Goal of the exercise: Copy out each line of the material below that holds the string "TurnRef".

Material to process:
■ ■ ■ ■ ■ ■ ■
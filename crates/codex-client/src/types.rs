//! Codex app-server types for the JSON-RPC API.

use std::path::PathBuf;

use serde::{Deserialize, Serialize};
use serde_json::Value;

#[derive(Debug, Clone, Serialize, Deserialize)]
#[serde(rename_all = "camelCase")]
pub struct ClientInfo {
    pub name: String,
    #[serde(skip_serializing_if = "Option::is_none")]
    pub title: Option<String>,
    pub version: String,
}

#[derive(Debug, Clone, Serialize, Deserialize)]
#[serde(rename_all = "camelCase")]
pub struct InitializeParams {
    pub client_info: ClientInfo,
    #[serde(skip_serializing_if = "Option::is_none")]
    pub capabilities: Option<InitializeCapabilities>,
}

#[derive(Debug, Clone, Serialize, Deserialize, Default)]
#[serde(rename_all = "camelCase")]
pub struct InitializeCapabilities {
    #[serde(default)]
    pub experimental_api: bool,
}

#[derive(Debug, Clone, Serialize, Deserialize)]
#[serde(rename_all = "camelCase")]
pub struct InitializeResponse {
    #[serde(default)]
    pub user_agent: String,
}

#[derive(Debug, Clone, Copy, Serialize, Deserialize)]
#[serde(rename_all = "kebab-case")]
pub enum AskForApproval {
    #[serde(rename = "untrusted")]
    UnlessTrusted,
    OnFailure,
    OnRequest,
    Never,
}

#[derive(Debug, Clone, Copy, Serialize, Deserialize)]
#[serde(rename_all = "kebab-case")]
pub enum SandboxMode {
    ReadOnly,
    WorkspaceWrite,
    DangerFullAccess,
}

#[derive(Debug, Clone, Copy, Serialize, Deserialize, PartialEq, Eq)]
#[serde(rename_all = "lowercase")]
pub enum ReasoningEffort {
    Minimal,
    Low,
    Medium,
    High,
}

#[derive(Debug, Clone, Serialize, Deserialize, Default)]
#[serde(rename_all = "camelCase")]
pub struct ThreadStartParams {
    #[serde(skip_serializing_if = "Option::is_none")]
    pub model: Option<String>,
    #[serde(skip_serializing_if = "Option::is_none")]
    pub cwd: Option<String>,
    #[serde(skip_serializing_if = "Option::is_none")]
    pub approval_policy: Option<AskForApproval>,
    #[serde(skip_serializing_if = "Option::is_none")]
    pub sandbox: Option<SandboxMode>,
    #[serde(default)]
    pub experimental_raw_events: bool,
}

#[derive(Debug, Clone, Serialize, Deserialize)]
#[serde(rename_all = "camelCase")]
pub struct ThreadRef {
    pub id: String,
}

#[derive(Debug, Clone, Serialize, Deserialize)]
#[serde(rename_all = "camelCase")]
pub struct ThreadStartResponse {
    pub thread: ThreadRef,
    #[serde(default)]
    pub model: Option<String>,
}

#[derive(Debug, Clone, Serialize, Deserialize, Default)]
#[serde(rename_all = "camelCase")]
pub struct ThreadListParams {
    #[serde(skip_serializing_if = "Option::is_none")]
    pub cursor: Option<String>,
    #[serde(skip_serializing_if = "Option::is_none")]
    pub limit: Option<u32>,
}

#[derive(Debug, Clone, Serialize, Deserialize)]
#[serde(rename_all = "camelCase")]
pub struct ThreadSummary {
    pub id: String,
    #[serde(default)]
    pub preview: String,
    #[serde(default)]
    pub cwd: Option<PathBuf>,
    #[serde(default)]
    pub created_at: f64,
    #[serde(default)]
    pub updated_at: f64,
}

#[derive(Debug, Clone, Serialize, Deserialize)]
#[serde(rename_all = "camelCase")]
pub struct ThreadListResponse {
    #[serde(default)]
    pub data: Vec<ThreadSummary>,
    #[serde(default)]
    pub next_cursor: Option<String>,
}

#[derive(Debug, Clone, Serialize, Deserialize, Default)]
#[serde(rename_all = "camelCase")]
pub struct ThreadReadParams {
    pub thread_id: String,
    #[serde(default)]
    pub include_turns: bool,
}

#[derive(Debug, Clone, Serialize, Deserialize, Default)]
#[serde(rename_all = "camelCase")]
pub struct ModelListParams {
    #[serde(skip_serializing_if = "Option::is_none")]
    pub cursor: Option<String>,
    #[serde(skip_serializing_if = "Option::is_none")]
    pub limit: Option<u32>,
}

#[derive(Debug, Clone, Serialize, Deserialize)]
#[serde(rename_all = "camelCase")]
pub struct ModelInfo {
    pub id: String,
    #[serde(default)]
    pub model: Option<String>,
    #[serde(default)]
    pub display_name: Option<String>,
    #[serde(default)]
    pub description: Option<String>,
    #[serde(default)]
    pub is_default: bool,
}

#[derive(Debug, Clone, Serialize, Deserialize)]
#[serde(rename_all = "camelCase")]
pub struct ModelListResponse {
    #[serde(default)]
    pub data: Vec<ModelInfo>,
    #[serde(default)]
    pub next_cursor: Option<String>,
}

#[derive(Debug, Clone, Serialize, Deserialize)]
#[serde(tag = "type", rename_all = "camelCase")]
pub enum UserInput {
    Text {
        text: String,
        #[serde(default)]
        text_elements: Vec<Value>,
    },
    Image {
        url: String,
    },
    LocalImage {
        path: PathBuf,
    },
    Skill {
        name: String,
        path: PathBuf,
    },
    Mention {
        name: String,
        path: String,
    },
}

#[derive(Debug, Clone, Serialize, Deserialize, Default)]
#[serde(rename_all = "camelCase")]
pub struct TurnStartParams {
    pub thread_id: String,
    pub input: Vec<UserInput>,
    #[serde(skip_serializing_if = "Option::is_none")]
    pub model: Option<String>,
    #[serde(skip_serializing_if = "Option::is_none")]
    pub effort: Option<ReasoningEffort>,
    #[serde(skip_serializing_if = "Option::is_none")]
    pub approval_policy: Option<AskForApproval>,
    #[serde(skip_serializing_if = "Option::is_none")]
    pub sandbox: Option<SandboxMode>,
}

#[derive(Debug, Clone, Serialize, Deserialize)]
#[serde(rename_all = "camelCase")]
pub struct TurnRef {
    pub id: String,
}

#[derive(Debug, Clone, Serialize, Deserialize)]
#[serde(rename_all = "camelCase")]
pub struct TurnStartResponse {
    pub turn: TurnRef,
}

#[derive(Debug, Clone, Serialize, Deserialize, Default)]
#[serde(rename_all = "camelCase")]
pub struct TurnInterruptParams {
    pub thread_id: String,
}

/// Loosely typed: the auth surface varies across app-server releases.
#[derive(Debug, Clone, Serialize, Deserialize, Default)]
#[serde(rename_all = "camelCase")]
pub struct AuthStatusResponse {
    #[serde(default)]
    pub auth_method: Option<String>,
    #[serde(default)]
    pub authenticated: Option<bool>,
    #[serde(default)]
    pub requires_login: Option<bool>,
}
■ ■ ■ ■ ■ ■ ■
Exercise result:
pub struct TurnRef {
    pub turn: TurnRef,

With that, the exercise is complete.